Testimonios dados en situaciones inestables

Amparo, 35 años

La mayoría de la gente, en esta ciudad, como en el mundo entero, es una inconsciente que vive completamente despreocupada de las fuerzas oscuras. Viven como si los complejos mecanismos que efectivamente dominan el devenir de las criaturas que pueblan la Tierra no existieran, y por esta sencilla y dramática verdad todo el equilibrio de la estructura está, siempre, a unas décimas de desmoronarse. ¿Comprende lo que digo?
Y lo peor de todo es que nadie con influencia, ningún presidente o director general o subsecretario ejecutivo de esta súper demoníacamente organizada democracia, hace nada por evitarlo, dando las recomendaciones adecuadas para mantener en pie el frágil edificio de la realidad.

En esta ciudad, por ejemplo, no hay dos relojes públicos (o privados, pero dispuestos en la vía pública) que marquen la misma hora. Es, dicho de la forma más prosaica, una ciudad llena de tiempos inexactos, que obliga a sus gentes a deambular por caminos temporales completamente incoherentes. También he contabilizados treinta y siete pasos de cebra que no tienen ningún objeto de madera a la distancia adecuada, de modo que nadie puede confiar que llegará al otro lado sano y salvo, a menos que vaya provisto de su propio pequeño trozo de madera en el bolsillo para tocarlo justo antes de cruzar. Y en cuanto a los gatos negros, dejé de llevar la cuenta allá por el ciento trece (y por razones obvias), ya que empezaba a sentir una zozobra alarmante en mis entrañas, que remedié quitándome la ropa interior y poniéndomela al revés en los aseos de Mercadona.

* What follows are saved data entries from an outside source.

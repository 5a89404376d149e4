//! Send guard: idempotency gate for notification sends.
//!
//! One notification per (post, domain) pair per retry interval. The guard
//! key lives in the external cache with a TTL; once set it blocks every
//! send for that pair until it expires, regardless of what audience the
//! blocked send would have produced.

use std::sync::Arc;
use std::time::Duration;

use tracing::{debug, warn};

use crate::cache::CacheStore;

/// Idempotency gate backed by a time-expiring key-value store.
///
/// Fail-open: if the cache is unreachable the send proceeds. Losing
/// duplicate suppression for a window is preferred over blocking all
/// notification delivery on cache availability.
pub struct SendGuard<C> {
    cache: Arc<C>,
    retry_interval: Duration,
}

/// Guard key for a (post, domain) pair.
fn guard_key(post_id: &str, domain_id: &str) -> String {
    format!("notice:send-guard:{post_id}:{domain_id}")
}

impl<C> SendGuard<C>
where
    C: CacheStore,
{
    /// Create a guard over the given cache with the given retry interval.
    pub fn new(cache: Arc<C>, retry_interval: Duration) -> Self {
        Self {
            cache,
            retry_interval,
        }
    }

    /// The interval a blocked caller must wait before retrying.
    pub fn retry_interval(&self) -> Duration {
        self.retry_interval
    }

    /// Try to acquire the send slot for a (post, domain) pair.
    ///
    /// Returns `false` if a send for the pair already happened within the
    /// retry interval. Returns `true` and records the attempt otherwise.
    /// The check and the set are separate cache round-trips; two truly
    /// concurrent requests can both pass the check before either sets the
    /// key.
    pub async fn try_acquire(&self, post_id: &str, domain_id: &str) -> bool {
        if !self.cache.is_available().await {
            warn!(post_id, domain_id, "send guard cache unavailable, proceeding without guard");
            return true;
        }

        let key = guard_key(post_id, domain_id);
        match self.cache.get(&key).await {
            Ok(Some(_)) => {
                debug!(post_id, domain_id, "send guard hit");
                false
            }
            Ok(None) => {
                if let Err(e) = self.cache.set(&key, "1", self.retry_interval).await {
                    warn!(post_id, domain_id, error = %e, "send guard set failed, proceeding");
                }
                true
            }
            Err(e) => {
                warn!(post_id, domain_id, error = %e, "send guard read failed, proceeding");
                true
            }
        }
    }
}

Y si se fija en la gente cuando pasea por las calles, comprobará que pisan continuamente las líneas rectas del pavimento (Quien pisa raya, pisa medalla/del niño Jesús/muerto en la cruz) con total ausencia de responsabilidad; o pasan bajo las escaleras de los instaladores de letreros luminosos o de los técnicos de la compañía telefónica con despreocupada y fatídica felicidad. ¡Cuántas desgracias que habrán sufrido posteriormente se habían evitado con unas simples medidas higiénicas!

Nadie debería desconocer las más básicas pautas profilácticas, como dar siete vueltas al anillo antes de salir de casa, o cerrar la puerta tres veces, o llevar encima el Talismán y Amuleto de los Cuatro Arcángeles, o llevar una bolsita de sal, o leer el nombre de nuestros gobernantes al revés.

De modo que visto el absoluto desprecio reinante ante las mínimas medidas de seguridad para el buen desarrollo de la suerte, me veo obligada a asumir la imperiosa y trágica tarea de convocar las fuerzas positivas con una ofrenda de dimensiones insoslayables. Entregaré mi cuerpo virgen a la bestia más horrible entre los seres humanos. Buscaré entre la chusma de los peores tugurios nocturnos al señalado con todas las inmundicias presagiables y me entregaré a él, y soportaré todo tipo de humillaciones, y concebiré de él al ungido con la luz de enderezar este mundo tristemente torcido; ya he puesto un trébol de cuatro hojas sobre mi pecho para que no nazca -¡por favor!- pelirrojo.